→ TO DO
In the material below, the required lines run from the one containing "http: reqwest::Client::builder()" through the one containing "async fn reachability_probe(&self, api_url: &str)". Copy those lines exactly, ends included, and nothing else.

━━━ AVAILABLE DATA ━━━

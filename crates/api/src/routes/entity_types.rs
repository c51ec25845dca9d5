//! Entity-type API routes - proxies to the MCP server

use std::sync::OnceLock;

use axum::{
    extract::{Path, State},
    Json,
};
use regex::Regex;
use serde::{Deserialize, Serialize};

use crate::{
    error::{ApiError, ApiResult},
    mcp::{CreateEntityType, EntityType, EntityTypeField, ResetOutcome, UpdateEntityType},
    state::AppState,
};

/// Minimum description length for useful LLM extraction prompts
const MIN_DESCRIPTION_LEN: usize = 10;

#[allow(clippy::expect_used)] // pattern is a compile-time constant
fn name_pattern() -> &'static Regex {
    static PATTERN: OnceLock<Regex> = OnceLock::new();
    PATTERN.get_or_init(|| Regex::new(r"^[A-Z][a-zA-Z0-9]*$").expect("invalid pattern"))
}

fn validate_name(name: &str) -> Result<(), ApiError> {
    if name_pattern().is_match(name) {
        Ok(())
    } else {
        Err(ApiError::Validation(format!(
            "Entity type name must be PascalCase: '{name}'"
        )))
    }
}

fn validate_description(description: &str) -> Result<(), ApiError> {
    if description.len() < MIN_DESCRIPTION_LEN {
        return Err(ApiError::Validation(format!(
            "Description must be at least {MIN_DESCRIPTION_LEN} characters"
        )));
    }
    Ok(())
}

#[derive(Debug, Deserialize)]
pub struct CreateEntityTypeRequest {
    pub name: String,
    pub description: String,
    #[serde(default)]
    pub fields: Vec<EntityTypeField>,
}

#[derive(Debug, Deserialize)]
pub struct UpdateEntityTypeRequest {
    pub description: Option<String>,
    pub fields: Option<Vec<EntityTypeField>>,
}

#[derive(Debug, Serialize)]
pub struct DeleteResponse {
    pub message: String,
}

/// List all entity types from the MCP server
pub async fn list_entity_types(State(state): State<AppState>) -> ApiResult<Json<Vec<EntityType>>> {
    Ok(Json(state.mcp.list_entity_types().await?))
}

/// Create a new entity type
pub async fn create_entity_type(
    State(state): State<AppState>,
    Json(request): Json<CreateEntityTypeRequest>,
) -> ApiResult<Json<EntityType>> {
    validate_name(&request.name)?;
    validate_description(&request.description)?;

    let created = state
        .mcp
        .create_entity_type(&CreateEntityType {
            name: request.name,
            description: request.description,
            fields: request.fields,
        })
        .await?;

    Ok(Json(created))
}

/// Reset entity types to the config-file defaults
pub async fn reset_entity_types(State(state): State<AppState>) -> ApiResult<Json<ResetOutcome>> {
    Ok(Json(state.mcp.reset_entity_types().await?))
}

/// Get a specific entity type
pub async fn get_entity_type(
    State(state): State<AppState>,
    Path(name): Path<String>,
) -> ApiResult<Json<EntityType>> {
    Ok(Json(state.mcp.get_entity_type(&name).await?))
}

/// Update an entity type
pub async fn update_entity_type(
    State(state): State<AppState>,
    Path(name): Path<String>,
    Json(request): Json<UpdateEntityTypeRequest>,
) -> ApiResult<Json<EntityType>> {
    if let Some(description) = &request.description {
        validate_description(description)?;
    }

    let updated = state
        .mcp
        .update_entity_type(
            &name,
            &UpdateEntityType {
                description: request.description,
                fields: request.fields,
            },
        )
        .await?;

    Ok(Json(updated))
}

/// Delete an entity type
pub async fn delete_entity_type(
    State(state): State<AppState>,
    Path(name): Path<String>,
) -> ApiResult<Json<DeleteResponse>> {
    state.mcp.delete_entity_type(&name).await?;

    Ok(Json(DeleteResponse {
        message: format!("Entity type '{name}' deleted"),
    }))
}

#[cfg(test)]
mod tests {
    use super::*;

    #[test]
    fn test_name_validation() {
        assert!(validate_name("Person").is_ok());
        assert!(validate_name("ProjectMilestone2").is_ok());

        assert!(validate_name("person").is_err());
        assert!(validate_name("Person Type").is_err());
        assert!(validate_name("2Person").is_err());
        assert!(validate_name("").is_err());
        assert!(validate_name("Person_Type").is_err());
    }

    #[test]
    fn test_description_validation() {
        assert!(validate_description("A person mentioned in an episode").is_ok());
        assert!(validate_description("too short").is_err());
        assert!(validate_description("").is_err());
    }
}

━━━
━━━ AVAILABLE DATA ━━━

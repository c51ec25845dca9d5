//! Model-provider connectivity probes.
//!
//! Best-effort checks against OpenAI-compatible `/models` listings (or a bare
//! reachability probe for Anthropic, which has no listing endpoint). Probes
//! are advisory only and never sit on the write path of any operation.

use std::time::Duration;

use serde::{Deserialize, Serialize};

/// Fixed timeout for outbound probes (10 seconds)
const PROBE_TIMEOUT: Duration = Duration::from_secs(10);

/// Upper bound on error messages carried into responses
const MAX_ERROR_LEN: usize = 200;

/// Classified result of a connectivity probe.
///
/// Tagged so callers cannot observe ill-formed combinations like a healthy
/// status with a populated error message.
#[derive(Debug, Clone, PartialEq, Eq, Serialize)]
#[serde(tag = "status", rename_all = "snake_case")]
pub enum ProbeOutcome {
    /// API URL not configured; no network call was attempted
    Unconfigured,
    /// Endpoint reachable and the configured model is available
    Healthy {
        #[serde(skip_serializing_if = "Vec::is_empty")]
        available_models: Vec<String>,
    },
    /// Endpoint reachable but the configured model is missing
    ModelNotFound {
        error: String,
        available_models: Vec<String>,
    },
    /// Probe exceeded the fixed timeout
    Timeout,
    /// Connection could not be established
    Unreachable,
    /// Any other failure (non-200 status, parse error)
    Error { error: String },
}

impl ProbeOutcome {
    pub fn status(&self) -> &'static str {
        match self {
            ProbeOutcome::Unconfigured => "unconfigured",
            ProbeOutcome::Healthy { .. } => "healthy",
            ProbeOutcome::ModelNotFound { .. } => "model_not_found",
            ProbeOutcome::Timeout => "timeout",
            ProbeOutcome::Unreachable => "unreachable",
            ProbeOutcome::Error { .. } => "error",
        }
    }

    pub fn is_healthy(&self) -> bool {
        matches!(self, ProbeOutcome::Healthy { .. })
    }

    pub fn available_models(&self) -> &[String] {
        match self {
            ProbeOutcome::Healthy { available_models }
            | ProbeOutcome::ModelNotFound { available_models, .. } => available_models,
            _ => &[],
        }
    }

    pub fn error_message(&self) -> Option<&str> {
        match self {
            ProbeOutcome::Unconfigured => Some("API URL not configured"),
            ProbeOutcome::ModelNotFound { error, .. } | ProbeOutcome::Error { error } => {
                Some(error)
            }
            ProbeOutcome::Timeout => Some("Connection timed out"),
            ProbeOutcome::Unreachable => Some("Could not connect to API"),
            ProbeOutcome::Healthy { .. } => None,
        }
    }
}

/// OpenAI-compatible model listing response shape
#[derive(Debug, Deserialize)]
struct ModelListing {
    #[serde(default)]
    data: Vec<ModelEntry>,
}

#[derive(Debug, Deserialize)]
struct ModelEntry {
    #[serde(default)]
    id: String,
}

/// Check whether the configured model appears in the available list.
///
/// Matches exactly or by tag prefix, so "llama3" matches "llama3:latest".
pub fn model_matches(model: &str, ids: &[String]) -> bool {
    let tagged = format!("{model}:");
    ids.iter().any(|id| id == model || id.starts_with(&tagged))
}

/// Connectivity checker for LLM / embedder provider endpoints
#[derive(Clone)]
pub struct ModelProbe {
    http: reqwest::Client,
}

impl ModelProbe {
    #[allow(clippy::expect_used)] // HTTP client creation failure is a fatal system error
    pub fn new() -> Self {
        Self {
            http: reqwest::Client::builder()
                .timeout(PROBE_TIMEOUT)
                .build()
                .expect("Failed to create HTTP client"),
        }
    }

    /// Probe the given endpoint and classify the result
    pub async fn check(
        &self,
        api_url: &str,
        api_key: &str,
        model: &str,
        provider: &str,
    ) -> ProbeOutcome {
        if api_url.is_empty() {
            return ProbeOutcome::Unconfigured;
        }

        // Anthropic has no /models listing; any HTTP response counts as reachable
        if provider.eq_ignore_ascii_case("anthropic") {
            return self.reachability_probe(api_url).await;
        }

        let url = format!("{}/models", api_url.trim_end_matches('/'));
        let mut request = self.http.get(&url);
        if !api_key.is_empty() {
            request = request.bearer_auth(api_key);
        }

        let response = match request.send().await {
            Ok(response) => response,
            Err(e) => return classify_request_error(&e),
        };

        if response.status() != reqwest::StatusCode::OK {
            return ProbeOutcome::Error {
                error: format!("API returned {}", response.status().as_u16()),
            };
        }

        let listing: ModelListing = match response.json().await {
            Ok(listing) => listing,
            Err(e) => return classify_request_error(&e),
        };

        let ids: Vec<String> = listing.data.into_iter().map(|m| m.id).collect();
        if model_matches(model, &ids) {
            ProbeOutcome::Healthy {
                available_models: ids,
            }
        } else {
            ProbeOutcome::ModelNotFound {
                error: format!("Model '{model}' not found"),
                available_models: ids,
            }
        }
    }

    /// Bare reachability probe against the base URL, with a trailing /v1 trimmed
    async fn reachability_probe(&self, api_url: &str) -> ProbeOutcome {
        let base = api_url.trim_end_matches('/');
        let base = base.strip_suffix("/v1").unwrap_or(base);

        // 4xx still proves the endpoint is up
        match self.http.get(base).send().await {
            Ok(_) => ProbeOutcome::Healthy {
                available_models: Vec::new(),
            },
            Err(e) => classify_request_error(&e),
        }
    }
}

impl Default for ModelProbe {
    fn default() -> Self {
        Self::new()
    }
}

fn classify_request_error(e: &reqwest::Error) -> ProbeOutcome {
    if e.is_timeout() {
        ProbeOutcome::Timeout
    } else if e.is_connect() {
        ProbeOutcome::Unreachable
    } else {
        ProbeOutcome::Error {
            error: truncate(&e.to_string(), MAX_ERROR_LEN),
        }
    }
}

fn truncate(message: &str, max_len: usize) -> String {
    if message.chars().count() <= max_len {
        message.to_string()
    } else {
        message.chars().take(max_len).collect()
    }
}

━━━

→ ANSWER BELOW
            http: reqwest::Client::builder()
                .timeout(PROBE_TIMEOUT)
                .build()
                .expect("Failed to create HTTP client"),
        }
    }

    /// Probe the given endpoint and classify the result
    pub async fn check(
        &self,
        api_url: &str,
        api_key: &str,
        model: &str,
        provider: &str,
    ) -> ProbeOutcome {
        if api_url.is_empty() {
            return ProbeOutcome::Unconfigured;
        }

        // Anthropic has no /models listing; any HTTP response counts as reachable
        if provider.eq_ignore_ascii_case("anthropic") {
            return self.reachability_probe(api_url).await;
        }

        let url = format!("{}/models", api_url.trim_end_matches('/'));
        let mut request = self.http.get(&url);
        if !api_key.is_empty() {
            request = request.bearer_auth(api_key);
        }

        let response = match request.send().await {
            Ok(response) => response,
            Err(e) => return classify_request_error(&e),
        };

        if response.status() != reqwest::StatusCode::OK {
            return ProbeOutcome::Error {
                error: format!("API returned {}", response.status().as_u16()),
            };
        }

        let listing: ModelListing = match response.json().await {
            Ok(listing) => listing,
            Err(e) => return classify_request_error(&e),
        };

        let ids: Vec<String> = listing.data.into_iter().map(|m| m.id).collect();
        if model_matches(model, &ids) {
            ProbeOutcome::Healthy {
                available_models: ids,
            }
        } else {
            ProbeOutcome::ModelNotFound {
                error: format!("Model '{model}' not found"),
                available_models: ids,
            }
        }
    }

    /// Bare reachability probe against the base URL, with a trailing /v1 trimmed
    async fn reachability_probe(&self, api_url: &str) -> ProbeOutcome {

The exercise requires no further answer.